Using non-electronic detectors that respond to neutrons by forming bubbles in a gel, Glaser’s team showed that they could confirm that two sets of metal blocks, which represented warheads, were identical in chemical composition, size and arrangement. They did this by preloading the detectors with the complement of the signature expected by measuring the blocks, like a photo negative. Then, when two identical sets of blocks were scanned with the neutron beam, two detector sets showed the same number of bubbles.
In an inspection, Glaser explained that a warhead could be removed directly from a missile and taken to a set of warheads with the same design that had been earmarked for dismantlement.
The preloading would be done by the country under investigation, and that complement would be wiped out during the scan. The inspectors would never see it, and it would never be recorded electronically. The investigator would choose which set of detectors would be used with which warhead.
If the country was trying to fake out its inspectors, it might try to sneak in some warheads without uranium or plutonium, making it look as though it was destroying more warheads than it really was. But these fakes could be spotted with a mismatch in the detector signals, and the differences would give away details of the warhead’s design.
The weakness of the strategy is that it relies on a warhead that the investigators believe is real. Still, Glaser points out that it would be risky and elaborate to present inspectors with an entire arsenal of missiles fitted with decoys and a set of identical fake warheads to “disarm.” Zero knowledge methods could go a long way toward enabling more aggressive disarmament targets.
“Better verification technologies are necessary to significantly reduce the number of nuclear weapons,” said Clarke. “If the U.S. and Russia each have five nuclear weapons, the ability to verify one is much more important.”
Five nuclear weapons each seems fanciful from where we are now.
“We’re still left with about 15,000 nuclear weapons today,” said Glaser. “It doesn’t make sense by any meaningful standard.”
Some CVT researchers can envision a world with just a handful of nuclear weapons – or even zero. In such a world, treaty verification is critical. Violators must be detected early and stopped before weapons are produced.

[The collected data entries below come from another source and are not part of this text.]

//! Normalization of data type names referenced in command trees

use std::fmt;
use serde::Serialize;

/// Runtime data types a sequenced expression can carry
#[derive(Debug, Clone, Copy, PartialEq, Eq, Hash, Serialize)]
#[serde(rename_all = "SCREAMING_SNAKE_CASE")]
pub enum DataType {
    String,
    Char,
    Boolean,
    Byte,
    Short,
    Integer,
    Long,
    BigInteger,
    Float,
    Double,
    BigDecimal,
    Date,
    Time,
    Timestamp,
    Object,
    Blob,
    Clob,
    Xml,
    Varbinary,
    Geometry,
    Geography,
    Json,
    Null,
}

impl DataType {
    pub fn as_str(&self) -> &'static str {
        match self {
            DataType::String => "STRING",
            DataType::Char => "CHAR",
            DataType::Boolean => "BOOLEAN",
            DataType::Byte => "BYTE",
            DataType::Short => "SHORT",
            DataType::Integer => "INTEGER",
            DataType::Long => "LONG",
            DataType::BigInteger => "BIG_INTEGER",
            DataType::Float => "FLOAT",
            DataType::Double => "DOUBLE",
            DataType::BigDecimal => "BIG_DECIMAL",
            DataType::Date => "DATE",
            DataType::Time => "TIME",
            DataType::Timestamp => "TIMESTAMP",
            DataType::Object => "OBJECT",
            DataType::Blob => "BLOB",
            DataType::Clob => "CLOB",
            DataType::Xml => "XML",
            DataType::Varbinary => "VARBINARY",
            DataType::Geometry => "GEOMETRY",
            DataType::Geography => "GEOGRAPHY",
            DataType::Json => "JSON",
            DataType::Null => "NULL",
        }
    }

    /// Look up a lower-cased alias
    fn from_alias(alias: &str) -> Option<Self> {
        let data_type = match alias {
            "string" | "varchar" | "nvarchar" | "text" | "character varying" | "char varying" => DataType::String,
            "char" | "character" | "nchar" => DataType::Char,
            "boolean" | "bool" | "bit" => DataType::Boolean,
            "byte" | "tinyint" => DataType::Byte,
            "short" | "smallint" | "int2" => DataType::Short,
            "integer" | "int" | "int4" | "serial" => DataType::Integer,
            "long" | "bigint" | "int8" | "bigserial" => DataType::Long,
            "biginteger" | "big_integer" => DataType::BigInteger,
            "float" | "real" | "float4" => DataType::Float,
            "double" | "double precision" | "float8" => DataType::Double,
            "bigdecimal" | "big_decimal" | "decimal" | "numeric" => DataType::BigDecimal,
            "date" => DataType::Date,
            "time" => DataType::Time,
            "timestamp" | "datetime" => DataType::Timestamp,
            "object" => DataType::Object,
            "blob" | "bytea" => DataType::Blob,
            "clob" => DataType::Clob,
            "xml" | "sqlxml" => DataType::Xml,
            "varbinary" | "binary" => DataType::Varbinary,
            "geometry" => DataType::Geometry,
            "geography" => DataType::Geography,
            "json" => DataType::Json,
            "null" => DataType::Null,
            _ => return None,
        };
        Some(data_type)
    }
}

/// A normalized type name, e.g. `STRING` or `INTEGER_ARRAY`
#[derive(Debug, Clone, Copy, PartialEq, Eq, Hash)]
pub struct DataTypeName {
    pub base: DataType,
    pub array: bool,
}

impl DataTypeName {
    pub const OBJECT: DataTypeName = DataTypeName {
        base: DataType::Object,
        array: false,
    };

    pub fn scalar(base: DataType) -> Self {
        Self { base, array: false }
    }
}

impl fmt::Display for DataTypeName {
    fn fmt(&self, f: &mut fmt::Formatter<'_>) -> fmt::Result {
        if self.array {
            write!(f, "{}_ARRAY", self.base.as_str())
        } else {
            write!(f, "{}", self.base.as_str())
        }
    }
}

/// Maps raw type names found in trees to normalized names
pub trait DataTypeService: Send + Sync {
    /// `None` when the name is not recognized
    fn data_type_name(&self, raw: &str) -> Option<DataTypeName>;
}

/// Alias table covering SQL spellings, runtime names and qualified class names
#[derive(Debug, Clone, Copy, Default)]
pub struct StandardTypes;

impl DataTypeService for StandardTypes {
    fn data_type_name(&self, raw: &str) -> Option<DataTypeName> {
        let mut name = raw.trim().to_ascii_lowercase();

        let mut array = false;
        for suffix in ["[]", "_array"] {
            if let Some(stripped) = name.strip_suffix(suffix) {
                name = stripped.trim_end().to_string();
                array = true;
                break;
            }
        }

        // varchar(255), decimal(10, 2)
        if let Some(open) = name.find('(') {
            name.truncate(open);
            name = name.trim_end().to_string();
        }

        // java.lang.String, java.sql.Timestamp
        if let Some(dot) = name.rfind('.') {
            name = name[dot + 1..].to_string();
        }

        let base = DataType::from_alias(&name)?;
        Some(DataTypeName { base, array })
    }
}
//! Typed facades over resolved nodes
//!
//! A facade holds only the node path and the id of the unit of work that resolved it.
//! Every accessor takes that unit of work back and refuses any other one, or one that
//! has already terminated.

use std::str::FromStr;
use crate::{Error, Result};
use crate::graph::{NodePath, NodeSnapshot, Property};
use crate::lexicon::{dv, vdb};
use crate::sync::Origin;
use crate::uow::{UnitOfWork, UowId};
use super::resolver::{resolve_standard, typed_children};

/// Path plus owning transaction: the whole state of a resolved object
#[derive(Debug, Clone, PartialEq, Eq)]
pub struct ObjectRef {
    path: NodePath,
    owner: UowId,
}

impl ObjectRef {
    pub(crate) fn new(path: NodePath, owner: UowId) -> Self {
        Self { path, owner }
    }

    pub fn path(&self) -> &NodePath {
        &self.path
    }

    pub fn owner(&self) -> UowId {
        self.owner
    }

    /// The unit of work must be the one that resolved this object, and still live
    pub(crate) fn check(&self, uow: &UnitOfWork) -> Result<()> {
        uow.ensure_live()?;
        if uow.id() != self.owner {
            return Err(Error::TransactionState(format!(
                "{} belongs to {}, not {}",
                self.path,
                self.owner,
                uow.id()
            )));
        }
        Ok(())
    }

    fn string(&self, uow: &mut UnitOfWork, name: &str) -> Result<Option<String>> {
        self.check(uow)?;
        uow.string_property(&self.path, name)
    }

    fn set(&self, uow: &mut UnitOfWork, name: &str, value: impl Into<Property>) -> Result<()> {
        self.check(uow)?;
        uow.set_property(&self.path, name, value)
    }

    fn set_opt(&self, uow: &mut UnitOfWork, name: &str, value: Option<&str>) -> Result<()> {
        match value {
            Some(value) => self.set(uow, name, value),
            None => {
                self.check(uow)?;
                uow.remove_property(&self.path, name)
            }
        }
    }
}

macro_rules! facade {
    ($(#[$doc:meta])* $name:ident) => {
        $(#[$doc])*
        #[derive(Debug, Clone, PartialEq, Eq)]
        pub struct $name(ObjectRef);

        impl $name {
            pub(crate) fn new(object: ObjectRef) -> Self {
                Self(object)
            }

            pub(crate) fn object(&self) -> &ObjectRef {
                &self.0
            }

            pub fn path(&self) -> &NodePath {
                self.0.path()
            }

            pub fn name(&self) -> &str {
                self.0.path().name()
            }
        }
    };
}

facade!(
    /// A published service wrapping one or more VDBs
    Dataservice
);
facade!(Vdb);
facade!(Model);
facade!(ModelSource);
facade!(
    /// Persisted mirror of one external source
    Connection
);
facade!(
    /// Metadata schema read from a connection
    Schema
);
facade!(
    /// Root node of a sequenced SQL command
    Statement
);

// ========== Connection ==========

impl Connection {
    pub fn source_id(&self, uow: &mut UnitOfWork) -> Result<Option<String>> {
        self.0.string(uow, dv::SOURCE_ID)
    }

    pub fn display_name(&self, uow: &mut UnitOfWork) -> Result<Option<String>> {
        self.0.string(uow, dv::DISPLAY_NAME)
    }

    pub fn connection_type(&self, uow: &mut UnitOfWork) -> Result<Option<String>> {
        self.0.string(uow, dv::CONNECTION_TYPE)
    }

    pub fn translator(&self, uow: &mut UnitOfWork) -> Result<Option<String>> {
        self.0.string(uow, dv::TRANSLATOR)
    }

    /// Stored origin tag; untagged records count as external
    pub fn origin(&self, uow: &mut UnitOfWork) -> Result<Origin> {
        match self.0.string(uow, dv::ORIGIN)? {
            Some(tag) => Origin::from_str(&tag),
            None => Ok(Origin::External),
        }
    }

    pub fn address(&self, uow: &mut UnitOfWork) -> Result<Option<String>> {
        self.0.string(uow, dv::ADDRESS)
    }

    pub fn fingerprint(&self, uow: &mut UnitOfWork) -> Result<Option<String>> {
        self.0.string(uow, dv::FINGERPRINT)
    }

    pub(crate) fn set_fingerprint(&self, uow: &mut UnitOfWork, fingerprint: &str) -> Result<()> {
        self.0.set(uow, dv::FINGERPRINT, fingerprint)
    }

    pub(crate) fn set_address(&self, uow: &mut UnitOfWork, address: Option<&str>) -> Result<()> {
        self.0.set_opt(uow, dv::ADDRESS, address)
    }

    pub fn schema(&self, uow: &mut UnitOfWork) -> Result<Option<Schema>> {
        self.0.check(uow)?;
        match uow.child(self.path(), dv::SCHEMA_NODE)? {
            Some(path) => resolve_standard(uow, &path).map(Some),
            None => Ok(None),
        }
    }

    pub fn ensure_schema(&self, uow: &mut UnitOfWork) -> Result<Schema> {
        self.0.check(uow)?;
        let path = uow.ensure_child(self.path(), dv::SCHEMA_NODE, dv::SCHEMA)?;
        resolve_standard(uow, &path)
    }

    /// Drop the schema subtree; true when there was one
    pub fn remove_schema(&self, uow: &mut UnitOfWork) -> Result<bool> {
        self.0.check(uow)?;
        match uow.child(self.path(), dv::SCHEMA_NODE)? {
            Some(path) => {
                uow.remove_node(&path)?;
                Ok(true)
            }
            None => Ok(false),
        }
    }
}

// ========== Dataservice ==========

impl Dataservice {
    pub fn description(&self, uow: &mut UnitOfWork) -> Result<Option<String>> {
        self.0.string(uow, dv::DESCRIPTION)
    }

    pub fn set_description(&self, uow: &mut UnitOfWork, description: Option<&str>) -> Result<()> {
        self.0.set_opt(uow, dv::DESCRIPTION, description)
    }

    /// Source identifier under which this service is itself published, if any
    pub fn published_source_id(&self, uow: &mut UnitOfWork) -> Result<Option<String>> {
        self.0.string(uow, dv::PUBLISHED_SOURCE_ID)
    }

    pub fn set_published_source_id(&self, uow: &mut UnitOfWork, id: Option<&str>) -> Result<()> {
        self.0.set_opt(uow, dv::PUBLISHED_SOURCE_ID, id)
    }

    pub fn service_vdb(&self, uow: &mut UnitOfWork) -> Result<Option<String>> {
        self.0.string(uow, dv::SERVICE_VDB)
    }

    pub fn set_service_vdb(&self, uow: &mut UnitOfWork, name: &str) -> Result<()> {
        self.0.set(uow, dv::SERVICE_VDB, name)
    }

    pub fn vdbs(&self, uow: &mut UnitOfWork) -> Result<Vec<Vdb>> {
        self.0.check(uow)?;
        typed_children(uow, self.path())
    }
}

// ========== VDB documents ==========

impl Vdb {
    pub fn version(&self, uow: &mut UnitOfWork) -> Result<Option<i64>> {
        self.0.check(uow)?;
        Ok(uow.property(self.path(), vdb::VERSION)?.and_then(|p| p.as_long()))
    }

    pub fn description(&self, uow: &mut UnitOfWork) -> Result<Option<String>> {
        self.0.string(uow, vdb::DESCRIPTION)
    }

    pub fn models(&self, uow: &mut UnitOfWork) -> Result<Vec<Model>> {
        self.0.check(uow)?;
        typed_children(uow, self.path())
    }

    /// Value of a declared VDB property
    pub fn property(&self, uow: &mut UnitOfWork, key: &str) -> Result<Option<String>> {
        self.0.check(uow)?;
        let Some(node) = uow.child(self.path(), key)? else {
            return Ok(None);
        };
        if uow.node_type(&node)?.as_deref() != Some(vdb::PROPERTY) {
            return Ok(None);
        }
        uow.string_property(&node, vdb::VALUE)
    }
}

impl Model {
    pub fn model_type(&self, uow: &mut UnitOfWork) -> Result<Option<String>> {
        self.0.string(uow, vdb::MODEL_TYPE)
    }

    pub fn visible(&self, uow: &mut UnitOfWork) -> Result<bool> {
        self.0.check(uow)?;
        Ok(uow
            .property(self.path(), vdb::VISIBLE)?
            .and_then(|p| p.as_bool())
            .unwrap_or(true))
    }

    pub fn metadata_type(&self, uow: &mut UnitOfWork) -> Result<Option<String>> {
        self.0.string(uow, vdb::METADATA_TYPE)
    }

    /// Embedded DDL text
    pub fn definition(&self, uow: &mut UnitOfWork) -> Result<Option<String>> {
        self.0.string(uow, vdb::MODEL_DEFINITION)
    }

    pub fn sources(&self, uow: &mut UnitOfWork) -> Result<Vec<ModelSource>> {
        self.0.check(uow)?;
        typed_children(uow, self.path())
    }
}

impl ModelSource {
    pub fn translator(&self, uow: &mut UnitOfWork) -> Result<Option<String>> {
        self.0.string(uow, vdb::SOURCE_TRANSLATOR)
    }

    pub fn jndi_name(&self, uow: &mut UnitOfWork) -> Result<Option<String>> {
        self.0.string(uow, vdb::SOURCE_JNDI_NAME)
    }
}

// ========== Schema & Statement ==========

impl Schema {
    pub fn ddl(&self, uow: &mut UnitOfWork) -> Result<Option<String>> {
        self.0.string(uow, dv::DDL)
    }

    pub fn set_ddl(&self, uow: &mut UnitOfWork, ddl: &str) -> Result<()> {
        self.0.set(uow, dv::DDL, ddl)
    }

    pub fn statements(&self, uow: &mut UnitOfWork) -> Result<Vec<Statement>> {
        self.0.check(uow)?;
        typed_children(uow, self.path())
    }
}

impl Statement {
    pub fn command_type(&self, uow: &mut UnitOfWork) -> Result<String> {
        self.0.check(uow)?;
        uow.node_type(self.path())?
            .ok_or_else(|| Error::NodeNotFound(self.path().to_string()))
    }

    pub fn snapshot(&self, uow: &mut UnitOfWork) -> Result<NodeSnapshot> {
        self.0.check(uow)?;
        uow.snapshot(self.path())
    }
}

#[cfg(test)]
mod tests {
    use super::*;
    use crate::graph::GraphStore;
    use crate::model::TypeRegistry;

    #[test]
    fn test_connection_accessors() {
        let store = GraphStore::open_temporary().unwrap();
        let mut uow = store.begin("facade").unwrap();
        let path = uow.create_node(&NodePath::root(), "pg1", dv::CONNECTION).unwrap();
        uow.set_property(&path, dv::SOURCE_ID, "pg1").unwrap();
        uow.set_property(&path, dv::ORIGIN, "self_published").unwrap();

        let conn = TypeRegistry::standard().resolve_as::<Connection>(&mut uow, &path).unwrap();
        assert_eq!(conn.source_id(&mut uow).unwrap().as_deref(), Some("pg1"));
        assert_eq!(conn.origin(&mut uow).unwrap(), Origin::SelfPublished);
        assert!(conn.schema(&mut uow).unwrap().is_none());

        let schema = conn.ensure_schema(&mut uow).unwrap();
        schema.set_ddl(&mut uow, "CREATE FOREIGN TABLE t (id integer);").unwrap();
        assert_eq!(conn.schema(&mut uow).unwrap(), Some(schema));
        assert!(conn.remove_schema(&mut uow).unwrap());
        assert!(!conn.remove_schema(&mut uow).unwrap());
    }

    #[test]
    fn test_facade_rejects_terminated_transaction() {
        let store = GraphStore::open_temporary().unwrap();
        let mut uow = store.begin("facade").unwrap();
        let path = uow.create_node(&NodePath::root(), "svc", dv::DATASERVICE).unwrap();
        let service = TypeRegistry::standard().resolve_as::<Dataservice>(&mut uow, &path).unwrap();
        uow.commit().unwrap();

        let err = service.description(&mut uow).unwrap_err();
        assert!(matches!(err, Error::TransactionState(_)));
        assert!(err.is_programming_error());
    }

    #[test]
    fn test_facade_rejects_foreign_transaction() {
        let store = GraphStore::open_temporary().unwrap();
        let mut uow = store.begin("one").unwrap();
        let path = uow.create_node(&NodePath::root(), "svc", dv::DATASERVICE).unwrap();
        let service = TypeRegistry::standard().resolve_as::<Dataservice>(&mut uow, &path).unwrap();
        uow.commit().unwrap();

        let mut other = store.begin("two").unwrap();
        assert!(matches!(
            service.published_source_id(&mut other),
            Err(Error::TransactionState(_))
        ));
    }

    #[test]
    fn test_optional_setter_clears() {
        let store = GraphStore::open_temporary().unwrap();
        let mut uow = store.begin("facade").unwrap();
        let path = uow.create_node(&NodePath::root(), "svc", dv::DATASERVICE).unwrap();
        let service = TypeRegistry::standard().resolve_as::<Dataservice>(&mut uow, &path).unwrap();

        service.set_published_source_id(&mut uow, Some("svc_source")).unwrap();
        assert_eq!(service.published_source_id(&mut uow).unwrap().as_deref(), Some("svc_source"));
        service.set_published_source_id(&mut uow, None).unwrap();
        assert!(service.published_source_id(&mut uow).unwrap().is_none());

        service.set_description(&mut uow, Some("customer accounts")).unwrap();
        service.set_service_vdb(&mut uow, "PortfolioService").unwrap();
        assert_eq!(service.description(&mut uow).unwrap().as_deref(), Some("customer accounts"));
        assert_eq!(service.service_vdb(&mut uow).unwrap().as_deref(), Some("PortfolioService"));
        service.set_description(&mut uow, None).unwrap();
        assert!(service.description(&mut uow).unwrap().is_none());
    }
}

Judging by past progress, Glaser anticipates that it will take a long time just to get nuclear weapon numbers into the low hundreds, but once we’re there, the international community may have changed so much that zero doesn’t seem like such a difficult leap.
Pozzi is more cautious about the security of an arms-free utopia. “How can we verify zero weapons, especially in large states such as U.S. or Russia?” she asked. “Many would argue that keeping nuclear weapons to numbers in the hundreds for the U.S. and Russia provides a more stable solution.”
In the meantime, nuclear-weapon-free countries are tired of waiting around for weapons countries to disarm. They are taking action with a new treaty, adopted by 122 U.N. countries in July 2017, to ban nuclear arms. It opened for signatures in September.
It may not be long until, at least on the international stage, nuclear weapons are no longer a mark of power, but the mark of a pariah.